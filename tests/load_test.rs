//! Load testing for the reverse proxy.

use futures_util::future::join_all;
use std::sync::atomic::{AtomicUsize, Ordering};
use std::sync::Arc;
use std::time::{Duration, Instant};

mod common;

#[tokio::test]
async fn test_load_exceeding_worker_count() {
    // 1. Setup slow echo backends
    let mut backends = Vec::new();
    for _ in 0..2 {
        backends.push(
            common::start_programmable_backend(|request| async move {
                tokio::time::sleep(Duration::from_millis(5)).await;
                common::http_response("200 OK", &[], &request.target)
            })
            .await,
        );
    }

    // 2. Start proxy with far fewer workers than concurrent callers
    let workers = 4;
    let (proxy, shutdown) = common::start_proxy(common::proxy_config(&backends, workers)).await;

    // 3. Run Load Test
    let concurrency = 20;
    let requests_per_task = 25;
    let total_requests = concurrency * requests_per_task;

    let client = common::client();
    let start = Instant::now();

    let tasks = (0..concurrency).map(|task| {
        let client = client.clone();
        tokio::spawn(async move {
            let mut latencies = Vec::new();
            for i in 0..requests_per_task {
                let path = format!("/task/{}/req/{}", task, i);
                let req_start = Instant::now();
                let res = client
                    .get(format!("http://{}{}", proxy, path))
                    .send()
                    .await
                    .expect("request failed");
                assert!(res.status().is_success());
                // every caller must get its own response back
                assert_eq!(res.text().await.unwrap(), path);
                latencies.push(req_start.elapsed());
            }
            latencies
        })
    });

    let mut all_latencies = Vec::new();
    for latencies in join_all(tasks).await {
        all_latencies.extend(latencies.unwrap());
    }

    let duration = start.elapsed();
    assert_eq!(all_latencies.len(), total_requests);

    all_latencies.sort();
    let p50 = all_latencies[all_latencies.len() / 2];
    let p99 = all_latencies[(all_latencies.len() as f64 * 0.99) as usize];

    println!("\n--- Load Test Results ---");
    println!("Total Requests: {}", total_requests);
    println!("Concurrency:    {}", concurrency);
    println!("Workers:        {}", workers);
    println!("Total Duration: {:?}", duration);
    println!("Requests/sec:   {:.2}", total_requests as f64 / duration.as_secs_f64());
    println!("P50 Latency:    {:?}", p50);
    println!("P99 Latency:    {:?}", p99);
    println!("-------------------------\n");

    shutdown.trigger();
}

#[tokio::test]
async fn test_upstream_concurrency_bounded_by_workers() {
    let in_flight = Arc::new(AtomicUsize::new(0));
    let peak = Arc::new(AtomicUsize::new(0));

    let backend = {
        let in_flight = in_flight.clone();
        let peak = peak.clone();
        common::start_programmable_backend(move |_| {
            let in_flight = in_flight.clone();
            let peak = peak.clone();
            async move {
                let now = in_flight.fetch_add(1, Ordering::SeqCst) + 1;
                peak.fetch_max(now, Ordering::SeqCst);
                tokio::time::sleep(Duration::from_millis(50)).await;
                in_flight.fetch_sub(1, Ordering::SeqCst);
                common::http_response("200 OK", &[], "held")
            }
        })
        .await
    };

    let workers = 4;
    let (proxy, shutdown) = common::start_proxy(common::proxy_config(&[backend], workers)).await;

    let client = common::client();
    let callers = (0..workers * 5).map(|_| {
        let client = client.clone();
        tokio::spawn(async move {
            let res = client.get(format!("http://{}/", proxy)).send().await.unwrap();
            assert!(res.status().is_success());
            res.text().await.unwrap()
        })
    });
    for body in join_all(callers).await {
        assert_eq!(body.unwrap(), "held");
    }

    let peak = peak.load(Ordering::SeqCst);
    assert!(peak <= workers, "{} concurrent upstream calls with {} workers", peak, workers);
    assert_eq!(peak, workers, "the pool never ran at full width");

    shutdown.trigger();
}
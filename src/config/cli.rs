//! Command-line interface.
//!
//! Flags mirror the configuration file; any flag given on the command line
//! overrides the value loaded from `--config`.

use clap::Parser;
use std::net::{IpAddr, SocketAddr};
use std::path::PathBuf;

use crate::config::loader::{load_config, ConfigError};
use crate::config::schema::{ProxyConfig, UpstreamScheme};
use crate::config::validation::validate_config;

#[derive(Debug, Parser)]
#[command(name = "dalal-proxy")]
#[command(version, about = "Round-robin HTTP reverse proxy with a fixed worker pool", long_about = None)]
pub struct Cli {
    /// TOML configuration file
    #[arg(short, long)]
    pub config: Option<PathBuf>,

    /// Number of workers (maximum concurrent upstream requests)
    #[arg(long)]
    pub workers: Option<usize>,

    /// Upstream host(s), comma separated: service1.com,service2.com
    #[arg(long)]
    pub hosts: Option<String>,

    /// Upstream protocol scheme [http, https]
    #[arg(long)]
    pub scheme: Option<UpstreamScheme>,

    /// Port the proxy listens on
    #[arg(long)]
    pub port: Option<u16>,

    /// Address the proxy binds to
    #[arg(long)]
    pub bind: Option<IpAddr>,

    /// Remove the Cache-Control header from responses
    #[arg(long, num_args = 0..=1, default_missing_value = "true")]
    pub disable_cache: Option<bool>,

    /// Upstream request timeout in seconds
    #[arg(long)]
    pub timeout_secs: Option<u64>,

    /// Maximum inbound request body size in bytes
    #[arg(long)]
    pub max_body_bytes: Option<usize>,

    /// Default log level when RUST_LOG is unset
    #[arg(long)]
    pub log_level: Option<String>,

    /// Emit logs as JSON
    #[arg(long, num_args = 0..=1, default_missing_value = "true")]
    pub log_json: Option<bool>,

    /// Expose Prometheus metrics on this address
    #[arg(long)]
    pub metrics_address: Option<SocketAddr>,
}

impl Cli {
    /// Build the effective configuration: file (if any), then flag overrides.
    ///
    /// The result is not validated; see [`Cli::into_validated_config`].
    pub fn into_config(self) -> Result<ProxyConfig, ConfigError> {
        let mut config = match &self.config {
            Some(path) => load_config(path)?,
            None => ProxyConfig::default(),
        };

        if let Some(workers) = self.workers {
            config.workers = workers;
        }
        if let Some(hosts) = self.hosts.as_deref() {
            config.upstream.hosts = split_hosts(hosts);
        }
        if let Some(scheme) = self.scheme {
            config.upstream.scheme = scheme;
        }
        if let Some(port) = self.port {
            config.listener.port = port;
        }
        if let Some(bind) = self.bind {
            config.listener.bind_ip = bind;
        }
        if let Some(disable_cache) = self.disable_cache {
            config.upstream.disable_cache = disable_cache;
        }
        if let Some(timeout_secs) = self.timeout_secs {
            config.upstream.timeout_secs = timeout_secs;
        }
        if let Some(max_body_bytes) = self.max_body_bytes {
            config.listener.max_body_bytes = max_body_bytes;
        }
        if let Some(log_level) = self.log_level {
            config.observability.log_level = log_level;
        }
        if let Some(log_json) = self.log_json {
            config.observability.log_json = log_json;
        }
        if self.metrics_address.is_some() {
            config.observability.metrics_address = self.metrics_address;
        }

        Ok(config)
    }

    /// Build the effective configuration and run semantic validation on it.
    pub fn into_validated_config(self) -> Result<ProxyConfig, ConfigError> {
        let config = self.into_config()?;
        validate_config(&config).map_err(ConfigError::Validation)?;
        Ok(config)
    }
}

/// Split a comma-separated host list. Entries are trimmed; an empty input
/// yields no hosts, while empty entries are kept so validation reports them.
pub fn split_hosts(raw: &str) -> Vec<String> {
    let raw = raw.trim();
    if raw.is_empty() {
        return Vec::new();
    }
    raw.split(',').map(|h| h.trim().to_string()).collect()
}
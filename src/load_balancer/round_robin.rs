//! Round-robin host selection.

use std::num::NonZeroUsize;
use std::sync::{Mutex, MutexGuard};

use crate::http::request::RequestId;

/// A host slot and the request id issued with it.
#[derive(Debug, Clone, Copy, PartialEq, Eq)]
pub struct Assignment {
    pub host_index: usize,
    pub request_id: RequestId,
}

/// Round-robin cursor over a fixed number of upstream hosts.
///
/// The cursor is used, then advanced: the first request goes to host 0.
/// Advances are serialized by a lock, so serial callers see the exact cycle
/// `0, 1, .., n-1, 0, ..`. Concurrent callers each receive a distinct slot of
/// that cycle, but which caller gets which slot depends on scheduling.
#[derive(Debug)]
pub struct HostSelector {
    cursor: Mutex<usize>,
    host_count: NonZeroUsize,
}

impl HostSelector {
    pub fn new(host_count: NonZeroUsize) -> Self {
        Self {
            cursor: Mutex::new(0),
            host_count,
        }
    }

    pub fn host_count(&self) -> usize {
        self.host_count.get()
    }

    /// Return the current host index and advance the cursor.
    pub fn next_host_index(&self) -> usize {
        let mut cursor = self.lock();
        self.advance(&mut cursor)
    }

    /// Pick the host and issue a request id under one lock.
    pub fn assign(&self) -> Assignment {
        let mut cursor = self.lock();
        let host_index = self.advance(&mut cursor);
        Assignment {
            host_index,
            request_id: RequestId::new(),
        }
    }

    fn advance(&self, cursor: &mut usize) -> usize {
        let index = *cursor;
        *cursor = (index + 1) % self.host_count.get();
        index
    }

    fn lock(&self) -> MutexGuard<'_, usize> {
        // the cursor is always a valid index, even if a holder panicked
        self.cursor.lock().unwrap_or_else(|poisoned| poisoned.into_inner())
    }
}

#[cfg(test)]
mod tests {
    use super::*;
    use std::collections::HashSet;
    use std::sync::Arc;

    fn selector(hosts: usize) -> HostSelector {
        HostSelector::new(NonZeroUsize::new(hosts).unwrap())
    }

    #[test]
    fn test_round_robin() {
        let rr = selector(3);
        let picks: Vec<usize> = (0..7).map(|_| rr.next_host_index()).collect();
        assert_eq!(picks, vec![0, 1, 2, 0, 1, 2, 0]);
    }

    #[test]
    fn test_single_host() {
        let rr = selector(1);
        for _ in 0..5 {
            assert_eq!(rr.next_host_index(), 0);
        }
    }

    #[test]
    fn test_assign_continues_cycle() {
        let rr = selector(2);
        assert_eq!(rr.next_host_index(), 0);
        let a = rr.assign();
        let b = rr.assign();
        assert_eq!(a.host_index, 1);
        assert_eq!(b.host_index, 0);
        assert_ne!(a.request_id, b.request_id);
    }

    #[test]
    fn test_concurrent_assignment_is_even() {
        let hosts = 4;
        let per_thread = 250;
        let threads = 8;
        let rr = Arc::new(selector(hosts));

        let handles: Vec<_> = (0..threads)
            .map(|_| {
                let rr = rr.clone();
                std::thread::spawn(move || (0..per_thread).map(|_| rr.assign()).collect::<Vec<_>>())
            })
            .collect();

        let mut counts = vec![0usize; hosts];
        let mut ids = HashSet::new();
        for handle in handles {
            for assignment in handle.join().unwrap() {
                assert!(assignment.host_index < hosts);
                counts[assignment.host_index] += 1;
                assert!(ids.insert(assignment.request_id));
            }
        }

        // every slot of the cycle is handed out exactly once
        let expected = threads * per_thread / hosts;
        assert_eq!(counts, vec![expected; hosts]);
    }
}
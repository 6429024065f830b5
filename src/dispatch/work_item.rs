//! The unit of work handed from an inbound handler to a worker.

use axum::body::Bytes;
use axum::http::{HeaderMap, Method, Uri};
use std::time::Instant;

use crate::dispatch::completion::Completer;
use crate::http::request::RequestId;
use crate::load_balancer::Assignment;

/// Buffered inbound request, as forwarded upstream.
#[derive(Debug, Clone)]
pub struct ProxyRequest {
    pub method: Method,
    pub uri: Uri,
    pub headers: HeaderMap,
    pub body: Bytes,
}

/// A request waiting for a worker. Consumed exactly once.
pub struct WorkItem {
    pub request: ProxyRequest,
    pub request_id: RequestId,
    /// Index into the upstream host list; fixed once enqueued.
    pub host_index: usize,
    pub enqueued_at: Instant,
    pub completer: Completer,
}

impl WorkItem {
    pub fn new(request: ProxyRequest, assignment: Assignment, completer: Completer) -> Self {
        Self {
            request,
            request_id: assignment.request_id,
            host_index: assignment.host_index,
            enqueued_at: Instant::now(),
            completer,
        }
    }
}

## Work to complete
Determine the count of lines that include the word "format" in the listing, and state nothing but that count.

## Answer box
3